### WHAT THIS TASK INVOLVES:
Please copy every line of the records below that holds the word "Summary".

Data extracted from a collection:
--

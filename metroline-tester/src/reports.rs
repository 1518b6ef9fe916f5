use anyhow::Result;
use colored::Colorize;
use std::io::Write;
use std::time::Duration;

use crate::tester::ScenarioResult;

fn success_rate(results: &[ScenarioResult]) -> f64 {
    let passed = results.iter().filter(|r| r.passed).count();
    #[allow(clippy::cast_precision_loss)]
    let rate = (passed as f64 / results.len().max(1) as f64) * 100.0;
    rate
}

pub fn generate_console_report(
    out: &mut impl Write,
    results: &[ScenarioResult],
    total_duration: Duration,
) -> Result<()> {
    writeln!(out)?;
    writeln!(out, "{}", "📊 Simulation Test Results Summary".bright_cyan().bold())?;
    writeln!(out, "{}", "===================================".cyan())?;

    let total = results.len();
    let passed = results.iter().filter(|r| r.passed).count();
    writeln!(out, "Total runs: {total}")?;
    writeln!(out, "Passed: {}", passed.to_string().green())?;
    writeln!(out, "Failed: {}", (total - passed).to_string().red())?;
    writeln!(out, "Success rate: {:.1}%", success_rate(results))?;
    writeln!(out, "Total time: {total_duration:?}")?;
    writeln!(out)?;

    for result in results {
        let status = if result.passed {
            "✅ PASS".green()
        } else {
            "❌ FAIL".red()
        };
        writeln!(
            out,
            "{status} {} (seed {})",
            result.scenario_name.bold(),
            result.seed
        )?;
        writeln!(
            out,
            "   Iterations: {}/{} successful",
            result.successful_iterations, result.iterations_run
        )?;
        writeln!(out, "   Average time: {:?}", result.average_duration)?;
        if let Some(run) = &result.last_run {
            writeln!(
                out,
                "   Last run: {} ticks, {} stations, {} trains, {} delivered, satisfaction {:.1}",
                run.ticks_run, run.stations, run.trains, run.passengers_delivered, run.satisfaction
            )?;
        }
        if !result.failures.is_empty() {
            writeln!(out, "   Failures:")?;
            for failure in &result.failures {
                writeln!(out, "     • {}", failure.red())?;
            }
        }
        writeln!(out)?;
    }

    let fastest = results.iter().min_by_key(|r| r.average_duration);
    let slowest = results.iter().max_by_key(|r| r.average_duration);
    if let (Some(fastest), Some(slowest)) = (fastest, slowest) {
        writeln!(out, "{}", "⚡ Performance Summary".bright_yellow().bold())?;
        writeln!(out, "{}", "=====================".yellow())?;
        writeln!(
            out,
            "Fastest: {} ({:?})",
            fastest.scenario_name.green(),
            fastest.average_duration
        )?;
        writeln!(
            out,
            "Slowest: {} ({:?})",
            slowest.scenario_name.yellow(),
            slowest.average_duration
        )?;
    }
    Ok(())
}

pub fn generate_json_report(out: &mut impl Write, results: &[ScenarioResult]) -> Result<()> {
    let json_output = serde_json::to_string_pretty(results)?;
    writeln!(out, "{json_output}")?;
    Ok(())
}

pub fn generate_markdown_report(out: &mut impl Write, results: &[ScenarioResult]) -> Result<()> {
    writeln!(out, "# Metroline Simulation Test Results\n")?;

    let total = results.len();
    let passed = results.iter().filter(|r| r.passed).count();
    writeln!(out, "## Summary\n")?;
    writeln!(out, "- **Total runs**: {total}")?;
    writeln!(out, "- **Passed**: {passed}")?;
    writeln!(out, "- **Failed**: {}", total - passed)?;
    writeln!(out, "- **Success rate**: {:.1}%\n", success_rate(results))?;

    writeln!(out, "## Detailed Results\n")?;
    for result in results {
        let status = if result.passed { "✅" } else { "❌" };
        writeln!(
            out,
            "### {status} {} (seed {})\n",
            result.scenario_name, result.seed
        )?;
        writeln!(
            out,
            "- **Iterations**: {}/{} successful",
            result.successful_iterations, result.iterations_run
        )?;
        writeln!(out, "- **Average time**: {:?}", result.average_duration)?;
        if let Some(run) = &result.last_run {
            writeln!(
                out,
                "- **Final state**: {} after {} ticks, {} delivered",
                run.status, run.ticks_run, run.passengers_delivered
            )?;
        }
        if !result.failures.is_empty() {
            writeln!(out, "- **Failures**:")?;
            for failure in &result.failures {
                writeln!(out, "  - {failure}")?;
            }
        }
        writeln!(out)?;
    }
    Ok(())
}
//! Resource pool, construction costs, weekly rewards and the simulated clock.
use serde::{Deserialize, Serialize};
use std::fmt;

use crate::config::TimingConfig;
use crate::constants::{HOURS_PER_DAY, MINUTES_PER_HOUR};
use crate::error::CommandError;
use crate::numbers::u64_to_f64;

/// Construction stock available to the player.
#[derive(Debug, Clone, Copy, PartialEq, Eq, Default, Serialize, Deserialize)]
#[serde(default)]
pub struct Resources {
    pub locomotives: u32,
    pub carriages: u32,
    pub lines: u32,
}

/// Stock consumed by a single construction.
#[derive(Debug, Clone, Copy, PartialEq, Eq, Default)]
pub struct Cost {
    pub locomotives: u32,
    pub carriages: u32,
    pub lines: u32,
}

impl Cost {
    #[must_use]
    pub const fn train(carriages: u32) -> Self {
        Self {
            locomotives: 1,
            carriages,
            lines: 0,
        }
    }

    #[must_use]
    pub const fn carriage() -> Self {
        Self {
            locomotives: 0,
            carriages: 1,
            lines: 0,
        }
    }

    #[must_use]
    pub const fn line() -> Self {
        Self {
            locomotives: 0,
            carriages: 0,
            lines: 1,
        }
    }

    /// Zero-cost construction used when costs are waived.
    #[must_use]
    pub const fn free() -> Self {
        Self {
            locomotives: 0,
            carriages: 0,
            lines: 0,
        }
    }
}

impl Resources {
    /// Check that the pool covers `cost`, naming the first missing resource.
    ///
    /// # Errors
    ///
    /// Returns the resource-exhaustion rejection for the first short resource.
    pub fn check(&self, cost: Cost) -> Result<(), CommandError> {
        if self.locomotives < cost.locomotives {
            return Err(CommandError::NoLocomotives);
        }
        if self.carriages < cost.carriages {
            return Err(CommandError::NoCarriages);
        }
        if self.lines < cost.lines {
            return Err(CommandError::NoLinesAvailable);
        }
        Ok(())
    }

    /// Deduct `cost`, leaving the pool untouched when it cannot be covered.
    ///
    /// # Errors
    ///
    /// Same as [`Resources::check`].
    pub fn spend(&mut self, cost: Cost) -> Result<(), CommandError> {
        self.check(cost)?;
        self.locomotives -= cost.locomotives;
        self.carriages -= cost.carriages;
        self.lines -= cost.lines;
        Ok(())
    }

    /// Add a weekly reward to the pool.
    pub fn grant(&mut self, reward: RewardKind) {
        let bundle = reward.bundle();
        self.locomotives = self.locomotives.saturating_add(bundle.locomotives);
        self.carriages = self.carriages.saturating_add(bundle.carriages);
        self.lines = self.lines.saturating_add(bundle.lines);
    }
}

/// Weekly reward options offered while the session is paused.
#[derive(Debug, Clone, Copy, PartialEq, Eq, Hash, Serialize, Deserialize)]
#[serde(rename_all = "snake_case")]
pub enum RewardKind {
    /// One locomotive shipped with two carriages.
    Locomotive,
    /// Three loose carriages.
    Carriages,
    /// One additional line slot.
    Line,
}

impl RewardKind {
    pub const ALL: [Self; 3] = [Self::Locomotive, Self::Carriages, Self::Line];

    /// Resources granted by this reward.
    #[must_use]
    pub const fn bundle(self) -> Resources {
        match self {
            Self::Locomotive => Resources {
                locomotives: 1,
                carriages: 2,
                lines: 0,
            },
            Self::Carriages => Resources {
                locomotives: 0,
                carriages: 3,
                lines: 0,
            },
            Self::Line => Resources {
                locomotives: 0,
                carriages: 0,
                lines: 1,
            },
        }
    }

    /// Notification text shown after the reward lands.
    #[must_use]
    pub const fn label(self) -> &'static str {
        match self {
            Self::Locomotive => "New Locomotive (+2 Carriages)",
            Self::Carriages => "3 New Carriages",
            Self::Line => "New Line",
        }
    }
}

impl fmt::Display for RewardKind {
    fn fmt(&self, f: &mut fmt::Formatter<'_>) -> fmt::Result {
        f.write_str(self.label())
    }
}

/// Simulated clock counted in whole ticks so week boundaries never drift.
#[derive(Debug, Clone, Copy, PartialEq, Eq, Default, Serialize, Deserialize)]
pub struct GameClock {
    ticks: u64,
    last_reward_tick: u64,
}

impl GameClock {
    #[must_use]
    pub const fn ticks(&self) -> u64 {
        self.ticks
    }

    /// Advance one tick. Returns true when a week has elapsed since the last reward.
    pub fn advance(&mut self, timing: &TimingConfig) -> bool {
        self.ticks += 1;
        let week = timing.ticks_per_week();
        if week > 0 && self.ticks - self.last_reward_tick >= week {
            self.last_reward_tick = self.ticks;
            return true;
        }
        false
    }

    /// Elapsed simulated seconds.
    #[must_use]
    pub fn elapsed_secs(&self, timing: &TimingConfig) -> f64 {
        u64_to_f64(self.ticks) / f64::from(timing.ticks_per_second.max(1))
    }

    /// Whole simulated days since the session began.
    #[must_use]
    pub fn days_elapsed(&self, timing: &TimingConfig) -> u64 {
        self.ticks / timing.ticks_per_day().max(1)
    }

    /// Calendar breakdown for display.
    #[must_use]
    pub fn calendar(&self, timing: &TimingConfig) -> Calendar {
        let ticks_per_day = timing.ticks_per_day().max(1);
        let days = self.ticks / ticks_per_day;
        let days_per_week = u64::from(timing.days_per_week.max(1));
        let into_day = self.ticks % ticks_per_day;
        let minutes_per_day = u64::from(HOURS_PER_DAY * MINUTES_PER_HOUR);
        let minute_of_day = u64::try_from(
            u128::from(into_day) * u128::from(minutes_per_day) / u128::from(ticks_per_day),
        )
        .unwrap_or(0);
        let minutes_per_hour = u64::from(MINUTES_PER_HOUR);
        Calendar {
            week: days / days_per_week + 1,
            day: days % days_per_week + 1,
            hour: u32::try_from(minute_of_day / minutes_per_hour).unwrap_or(0),
            minute: u32::try_from(minute_of_day % minutes_per_hour).unwrap_or(0),
        }
    }
}

/// One-based week/day plus wall-style time of day.
#[derive(Debug, Clone, Copy, PartialEq, Eq, Serialize, Deserialize)]
pub struct Calendar {
    pub week: u64,
    pub day: u64,
    pub hour: u32,
    pub minute: u32,
}

impl fmt::Display for Calendar {
    fn fmt(&self, f: &mut fmt::Formatter<'_>) -> fmt::Result {
        write!(
            f,
            "Week {}, Day {} - {:02}:{:02}",
            self.week, self.day, self.hour, self.minute
        )
    }
}

#[cfg(test)]
mod tests {
    use super::*;

    #[test]
    fn spend_is_all_or_nothing() {
        let mut pool = Resources {
            locomotives: 1,
            carriages: 1,
            lines: 0,
        };
        assert_eq!(pool.spend(Cost::train(2)), Err(CommandError::NoCarriages));
        assert_eq!(pool.locomotives, 1);
        assert_eq!(pool.carriages, 1);
        assert_eq!(pool.spend(Cost::line()), Err(CommandError::NoLinesAvailable));
        assert_eq!(pool.spend(Cost::carriage()), Ok(()));
        assert_eq!(pool.carriages, 0);
        assert_eq!(pool.spend(Cost::free()), Ok(()));
    }

    #[test]
    fn rewards_grant_expected_bundles() {
        let mut pool = Resources::default();
        pool.grant(RewardKind::Locomotive);
        pool.grant(RewardKind::Carriages);
        pool.grant(RewardKind::Line);
        assert_eq!(
            pool,
            Resources {
                locomotives: 1,
                carriages: 5,
                lines: 1
            }
        );
    }

    #[test]
    fn clock_fires_once_per_week() {
        let timing = TimingConfig::default();
        let mut clock = GameClock::default();
        let mut fired = 0;
        for _ in 0..timing.ticks_per_week() {
            if clock.advance(&timing) {
                fired += 1;
            }
        }
        assert_eq!(fired, 1);
        assert_eq!(clock.days_elapsed(&timing), 7);
        for _ in 0..timing.ticks_per_week() - 1 {
            assert!(!clock.advance(&timing));
        }
        assert!(clock.advance(&timing));
    }

    #[test]
    fn calendar_formats_like_the_hud() {
        let timing = TimingConfig::default();
        let mut clock = GameClock::default();
        assert_eq!(clock.calendar(&timing).to_string(), "Week 1, Day 1 - 00:00");
        // 1.5 simulated seconds = 01:30 on the first day.
        for _ in 0..90 {
            clock.advance(&timing);
        }
        assert_eq!(clock.calendar(&timing).to_string(), "Week 1, Day 1 - 01:30");
        for _ in 0..(timing.ticks_per_day() * 8 - 90) {
            clock.advance(&timing);
        }
        assert_eq!(clock.calendar(&timing).to_string(), "Week 2, Day 2 - 00:00");
        assert!((clock.elapsed_secs(&timing) - 192.0).abs() < 1e-9);
    }
}
/// Split a comma-separated flag value, dropping blanks.
pub fn split_csv(input: &str) -> Vec<String> {
    input
        .split(',')
        .map(str::trim)
        .filter(|s| !s.is_empty())
        .map(str::to_string)
        .collect()
}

--

### ANSWER BOX:
    writeln!(out, "{}", "📊 Simulation Test Results Summary".bright_cyan().bold())?;
        writeln!(out, "{}", "⚡ Performance Summary".bright_yellow().bold())?;
    writeln!(out, "## Summary\n")?;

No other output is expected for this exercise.